The SRA found no records on client files explaining why in each case the firm decided that there was no conflict of interest or significant risk of one, saying there was no a proper system for assessing conflicts.
In mitigation, Mr Mawbey-Shaw and the firm pointed out that they did not face any allegations of dishonesty or lack of integrity
He said he had acted in three other similar property developments which came to fruition, completing over 500 transactions. He added that the clients were referred by reputable regulated entities. With respect to Client AI, no clients had complained.
The agreement said a fine of £17,500 and costs of £36,650 – to be paid jointly by both Mr Mawbey-Shaw and the firm – along with a three-year ban on the solicitor practicing as a sole owner or manager, and on being a compliance officer, was a “proportionate resolution of the matter”.
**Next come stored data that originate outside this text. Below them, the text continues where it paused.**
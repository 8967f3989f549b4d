//! Predeclared types.

use super::{ComplexKind, FloatKind, IntKind, Type};

/// Names and types predeclared in the universe scope.
pub fn universe_types() -> Vec<(&'static str, Type)> {
    let mut types = vec![
        ("bool", Type::Bool),
        ("string", Type::String),
        ("error", Type::error()),
        ("float32", Type::Float(FloatKind::F32)),
        ("float64", Type::Float(FloatKind::F64)),
        ("complex64", Type::Complex(ComplexKind::C64)),
        ("complex128", Type::Complex(ComplexKind::C128)),
        ("byte", Type::Int(IntKind::Uint8)),
        ("rune", Type::Int(IntKind::Int32)),
    ];
    for kind in [
        IntKind::Int,
        IntKind::Int8,
        IntKind::Int16,
        IntKind::Int32,
        IntKind::Int64,
        IntKind::Uint,
        IntKind::Uint8,
        IntKind::Uint16,
        IntKind::Uint32,
        IntKind::Uint64,
        IntKind::Uintptr,
    ] {
        types.push((kind.name(), Type::Int(kind)));
    }
    types
}
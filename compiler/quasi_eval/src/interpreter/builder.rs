//! `InterpreterBuilder` for creating interpreters with non-default
//! configuration.

use super::{universe, Interpreter, Shared};
use crate::environment::Environment;
use crate::packages::PackageRegistry;
use crate::print_handler::{stdout_handler, SharedPrintHandler};
use crate::value::Precision;
use std::sync::Arc;

/// Default bound on macro rewrites while expanding one form.
pub const DEFAULT_MAX_MACRO_EXPANSIONS: usize = 1024;

/// Default bound on nested calls in one goroutine.
pub const DEFAULT_MAX_CALL_DEPTH: usize = 10_000;

/// Builder for [`Interpreter`].
///
/// Defaults: approximate constants, stdout output, the built-in package
/// set, and a REPL scope in which `:=` and declarations may redefine names.
pub struct InterpreterBuilder {
    max_macro_expansions: usize,
    max_call_depth: usize,
    repl_redefinition: bool,
    print_handler: Option<SharedPrintHandler>,
    packages: Option<PackageRegistry>,
    precision: Precision,
}

impl Default for InterpreterBuilder {
    fn default() -> Self {
        InterpreterBuilder::new()
    }
}

impl InterpreterBuilder {
    pub fn new() -> Self {
        InterpreterBuilder {
            max_macro_expansions: DEFAULT_MAX_MACRO_EXPANSIONS,
            max_call_depth: DEFAULT_MAX_CALL_DEPTH,
            repl_redefinition: true,
            print_handler: None,
            packages: None,
            precision: Precision::Approx,
        }
    }

    /// Bound the number of macro rewrites per expanded form. Exceeding it
    /// is a `MacroExpansionOverflow` error.
    #[must_use]
    pub fn max_macro_expansions(mut self, limit: usize) -> Self {
        self.max_macro_expansions = limit;
        self
    }

    #[must_use]
    pub fn max_call_depth(mut self, depth: usize) -> Self {
        self.max_call_depth = depth;
        self
    }

    /// Whether top-level declarations and `:=` may rebind existing names.
    ///
    /// When disabled the REPL scope behaves like any block scope: `:=`
    /// needs a new name and a duplicate declaration is an error.
    #[must_use]
    pub fn repl_redefinition(mut self, enabled: bool) -> Self {
        self.repl_redefinition = enabled;
        self
    }

    /// Set where `print`, `println` and `fmt` write.
    #[must_use]
    pub fn print_handler(mut self, handler: SharedPrintHandler) -> Self {
        self.print_handler = Some(handler);
        self
    }

    /// Replace the importable packages.
    #[must_use]
    pub fn packages(mut self, packages: PackageRegistry) -> Self {
        self.packages = Some(packages);
        self
    }

    /// Representation of untyped float constants. The tree-walking
    /// interpreter defaults to [`Precision::Approx`].
    #[must_use]
    pub fn precision(mut self, precision: Precision) -> Self {
        self.precision = precision;
        self
    }

    pub fn build(self) -> Interpreter {
        let universe = universe();
        let globals = if self.repl_redefinition {
            Environment::new_top_level(&universe)
        } else {
            universe.child()
        };
        let shared = Shared {
            universe,
            packages: self.packages.unwrap_or_else(PackageRegistry::with_defaults),
            print: self.print_handler.unwrap_or_else(stdout_handler),
            max_macro_expansions: self.max_macro_expansions,
            max_call_depth: self.max_call_depth,
            repl_redefinition: self.repl_redefinition,
        };
        tracing::debug!(
            precision = ?self.precision,
            repl_redefinition = self.repl_redefinition,
            "interpreter built"
        );
        Interpreter {
            globals,
            shared: Arc::new(shared),
            frames: Vec::new(),
            precision: self.precision,
            next_call_deferred: false,
        }
    }
}
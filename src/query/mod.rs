//! Expression-based slice queries
//!
//! A query is parsed into an [`Expr`], compiled into a [`Cursor`] tree over
//! the live index, then driven by [`slice`] or [`hot`].

mod compiler;
mod cursor;
mod exec;
mod expr;

pub use compiler::compile;
pub use cursor::Cursor;
pub use exec::{hot, slice, SliceOptions, SliceResponse};
pub use expr::Expr;
use serde::{Deserialize, Serialize};
use std::path::PathBuf;

/// Tuning constants for the topic index
#[derive(Clone, Debug, Serialize, Deserialize)]
pub struct IndexConfig {
    /// Posts older than this many seconds are dropped by a counts flush.
    pub message_cutoff_secs: u32,
    /// Topics older than this no longer accumulate posts and score zero or
    /// below in hot ranking.
    pub topic_cutoff_secs: u32,
    /// Minimum global population before any inverse tag is materialised.
    pub inverse_threshold: usize,
    /// Number of results walked one-by-one before the count estimator
    /// switches to exponential time skips.
    pub estimate_skip: usize,
}

impl Default for IndexConfig {
    fn default() -> Self {
        Self {
            message_cutoff_secs: 43_200,     // 12 hours
            topic_cutoff_secs: 5 * 86_400,   // 5 days
            inverse_threshold: 10_000,
            estimate_skip: 2_500,
        }
    }
}

impl IndexConfig {
    /// Set the inverse materialisation threshold
    pub fn with_inverse_threshold(mut self, threshold: usize) -> Self {
        self.inverse_threshold = threshold;
        self
    }

    /// Set the estimator warm-up length
    pub fn with_estimate_skip(mut self, skip: usize) -> Self {
        self.estimate_skip = skip;
        self
    }
}

/// Configuration for the socket server
#[derive(Clone, Debug)]
pub struct ServerConfig {
    /// Path of the unix stream socket to listen on
    pub socket_path: PathBuf,
    /// How often expired posts are flushed out of the active window
    pub flush_interval_secs: u64,
}

impl Default for ServerConfig {
    fn default() -> Self {
        Self {
            socket_path: PathBuf::from("./tagdex.sock"),
            flush_interval_secs: 60,
        }
    }
}

impl ServerConfig {
    /// Create a server configuration listening on the given socket path
    pub fn new(socket_path: impl Into<PathBuf>) -> Self {
        Self {
            socket_path: socket_path.into(),
            ..Default::default()
        }
    }

    /// Set the flush interval
    pub fn with_flush_interval_secs(mut self, secs: u64) -> Self {
        self.flush_interval_secs = secs;
        self
    }
}
//! Socket server
//!
//! Accepts connections on a unix stream socket and feeds decoded payloads
//! to the engine. Mutation messages are fire-and-forget; requests get one
//! reply line each, in arrival order per connection. A malformed line is
//! logged and dropped without killing the connection.

mod protocol;

pub use protocol::{decode_line, Payload, PayloadKind, Reply};

use std::sync::Arc;
use std::time::Duration;

use serde_json::{json, Value};
use tokio::io::{AsyncBufReadExt, AsyncWriteExt, BufReader};
use tokio::net::{UnixListener, UnixStream};
use tracing::{info, warn};

use crate::config::ServerConfig;
use crate::engine::TopicIndex;
use crate::error::{Result, TagdexError};
use crate::index::Timestamp;
use crate::query::{Expr, SliceOptions};

use protocol::{
    arg_ff_ts, arg_flag, arg_tag_list, arg_token_list, arg_topic_id, arg_ts, arg_u32, arg_user,
};

/// Seconds since the unix epoch, truncated to the index's resolution
pub fn unix_now() -> Timestamp {
    let now = chrono::Utc::now().timestamp();
    Timestamp::try_from(now).unwrap_or(Timestamp::MAX)
}

/// Serve the index until the listener fails or the task is dropped
pub async fn run(index: Arc<TopicIndex>, config: ServerConfig) -> Result<()> {
    // A previous run may have left its socket file behind
    if config.socket_path.exists() {
        std::fs::remove_file(&config.socket_path)?;
    }
    let listener = UnixListener::bind(&config.socket_path)?;
    info!(socket = %config.socket_path.display(), "listening");

    let flusher = {
        let index = Arc::clone(&index);
        let period = Duration::from_secs(config.flush_interval_secs.max(1));
        tokio::spawn(async move {
            let mut ticker = tokio::time::interval(period);
            ticker.tick().await; // the first tick fires immediately
            loop {
                ticker.tick().await;
                index.flush_counts(unix_now());
            }
        })
    };

    loop {
        match listener.accept().await {
            Ok((stream, _)) => {
                let index = Arc::clone(&index);
                tokio::spawn(async move {
                    if let Err(err) = handle_connection(index, stream).await {
                        warn!(%err, "connection closed with error");
                    }
                });
            }
            Err(err) => {
                flusher.abort();
                return Err(err.into());
            }
        }
    }
}

async fn handle_connection(index: Arc<TopicIndex>, stream: UnixStream) -> Result<()> {
    let (reader, mut writer) = stream.into_split();
    let mut lines = BufReader::new(reader).lines();

    while let Some(line) = lines.next_line().await? {
        let payloads = match decode_line(&line) {
            Ok(payloads) => payloads,
            Err(err) => {
                warn!(%err, "invalid payload line");
                continue;
            }
        };
        for payload in payloads {
            if let Some(reply) = dispatch(&index, payload) {
                writer.write_all(reply.encode_line()?.as_bytes()).await?;
            }
        }
    }
    Ok(())
}

/// Route one payload to the engine; requests produce a reply
fn dispatch(index: &TopicIndex, payload: Payload) -> Option<Reply> {
    match payload.kind {
        PayloadKind::Message => {
            if let Err(err) = handle_message(index, &payload.name, &payload.data) {
                warn!(name = %payload.name, %err, "message dropped");
            }
            None
        }
        PayloadKind::Request => {
            let uniq = payload.uniq.unwrap_or_default();
            Some(match handle_request(index, &payload.name, &payload.data) {
                Ok(data) => Reply::resolved(uniq, data),
                Err(err) => Reply::threw(uniq, &err),
            })
        }
    }
}

fn handle_message(index: &TopicIndex, name: &str, args: &[Value]) -> Result<()> {
    match name {
        "createTopic" => {
            index.create_topic(arg_topic_id(args, 0)?, arg_ts(args, 1)?);
        }
        "bumpTopic" => {
            index.bump_topic(
                arg_topic_id(args, 0)?,
                arg_ts(args, 1)?,
                arg_user(args, 2)?,
                unix_now(),
            );
        }
        "addTags" => {
            index.add_tags(
                arg_topic_id(args, 0)?,
                arg_ts(args, 1)?,
                &arg_tag_list(args, 2)?,
            );
        }
        "removeTag" => {
            index.remove_tag(arg_topic_id(args, 0)?, arg_u32(args, 1, "tag id")?);
        }
        "clearTag" => {
            index.clear_tag(arg_u32(args, 0, "tag id")?);
        }
        "fullText" => {
            index.full_text(
                arg_topic_id(args, 0)?,
                arg_ts(args, 1)?,
                &arg_token_list(args, 2)?,
            );
        }
        "flushCounts" => {
            index.flush_counts(unix_now());
        }
        _ => {
            return Err(TagdexError::InvalidRequest(format!(
                "unknown message '{name}'"
            )));
        }
    }
    Ok(())
}

fn handle_request(index: &TopicIndex, name: &str, args: &[Value]) -> Result<Value> {
    match name {
        "slice" => {
            let expr = Expr::parse(args.first().unwrap_or(&Value::Null))?;
            let opts = SliceOptions::new(arg_u32(args, 1, "count")? as usize)
                .with_fast_forward(arg_ff_ts(args, 2)?)
                .with_estimate(arg_flag(args, 3)?);
            Ok(serde_json::to_value(index.slice(&expr, &opts)?)?)
        }
        "hot" => {
            let expr = Expr::parse(args.first().unwrap_or(&Value::Null))?;
            let count = arg_u32(args, 1, "count")? as usize;
            Ok(json!(index.hot(&expr, count, unix_now())?))
        }
        "sync" => Ok(Value::Bool(index.sync())),
        _ => Err(TagdexError::InvalidRequest(format!(
            "unknown request '{name}'"
        ))),
    }
}
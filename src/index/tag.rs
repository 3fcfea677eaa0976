//! Tag registry
//!
//! Tags live in a slot arena for the process lifetime; everything else
//! refers to them by `TagSlot`. Client-addressable tags are mapped from
//! their numeric id, while the two built-ins (global and active) and any
//! materialised inverses exist only as slots.

use std::collections::HashMap;

use super::ordering::{TagId, TopicSet};

/// Index of a tag inside the arena
#[derive(Clone, Copy, PartialEq, Eq, PartialOrd, Ord, Hash, Debug)]
pub struct TagSlot(pub(crate) usize);

/// An integer-identified bucket of topics
#[derive(Debug, Default)]
pub struct Tag {
    /// Topics carrying this tag, newest first
    pub topics: TopicSet,
    /// Materialised complement, once the tag has grown dense enough
    pub inverse: Option<TagSlot>,
}

/// Arena of all tags, built-ins included
#[derive(Debug)]
pub struct TagStore {
    slots: Vec<Tag>,
    by_id: HashMap<TagId, TagSlot>,
    global: TagSlot,
    active: TagSlot,
    inverses: Vec<TagSlot>,
}

impl TagStore {
    pub fn new() -> Self {
        let slots = vec![Tag::default(), Tag::default()];
        Self {
            slots,
            by_id: HashMap::new(),
            global: TagSlot(0),
            active: TagSlot(1),
            inverses: Vec::new(),
        }
    }

    /// Slot of the built-in tag holding every live topic
    pub fn global(&self) -> TagSlot {
        self.global
    }

    /// Slot of the built-in tag holding topics with posts in the window
    pub fn active(&self) -> TagSlot {
        self.active
    }

    /// Slots of every materialised inverse tag
    pub fn inverses(&self) -> &[TagSlot] {
        &self.inverses
    }

    /// Look up a client tag without creating it
    pub fn resolve(&self, id: TagId) -> Option<TagSlot> {
        self.by_id.get(&id).copied()
    }

    /// Look up or allocate a client tag
    pub fn get_or_create(&mut self, id: TagId) -> TagSlot {
        if let Some(slot) = self.by_id.get(&id) {
            return *slot;
        }
        let slot = TagSlot(self.slots.len());
        self.slots.push(Tag::default());
        self.by_id.insert(id, slot);
        slot
    }

    /// Allocate an inverse tag for `principal` and link the two
    pub fn alloc_inverse(&mut self, principal: TagSlot) -> TagSlot {
        let slot = TagSlot(self.slots.len());
        self.slots.push(Tag::default());
        self.slots[principal.0].inverse = Some(slot);
        self.inverses.push(slot);
        slot
    }

    pub fn get(&self, slot: TagSlot) -> &Tag {
        &self.slots[slot.0]
    }

    pub fn get_mut(&mut self, slot: TagSlot) -> &mut Tag {
        &mut self.slots[slot.0]
    }

    /// Iterate over client tag ids and their slots
    pub fn iter_ids(&self) -> impl Iterator<Item = (TagId, TagSlot)> + '_ {
        self.by_id.iter().map(|(id, slot)| (*id, *slot))
    }
}

impl Default for TagStore {
    fn default() -> Self {
        Self::new()
    }
}

#[cfg(test)]
mod tests {
    use super::*;

    #[test]
    fn test_builtins_exist() {
        let store = TagStore::new();
        assert_ne!(store.global(), store.active());
        assert!(store.get(store.global()).topics.is_empty());
    }

    #[test]
    fn test_get_or_create_is_idempotent() {
        let mut store = TagStore::new();
        let a = store.get_or_create(7);
        let b = store.get_or_create(7);
        assert_eq!(a, b);
        assert_eq!(store.resolve(7), Some(a));
        assert_eq!(store.resolve(8), None);
    }

    #[test]
    fn test_alloc_inverse_links_principal() {
        let mut store = TagStore::new();
        let principal = store.get_or_create(5);
        let inverse = store.alloc_inverse(principal);
        assert_eq!(store.get(principal).inverse, Some(inverse));
        assert_eq!(store.inverses(), &[inverse]);
        // The inverse itself is not client-addressable
        assert!(store.iter_ids().all(|(_, slot)| slot != inverse));
    }
}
Approving this, the tribunal said it considered the misconduct, as a result of which over £10m of client funds were placed at risk, to be “very serious”.
“The admitted breaches were of fundamental and basic obligations, however none of the allegations included acting without integrity.”
The fine and practice restrictions “adequately reflected the seriousness of the misconduct” and would maintain the reputation of the profession, it concluded.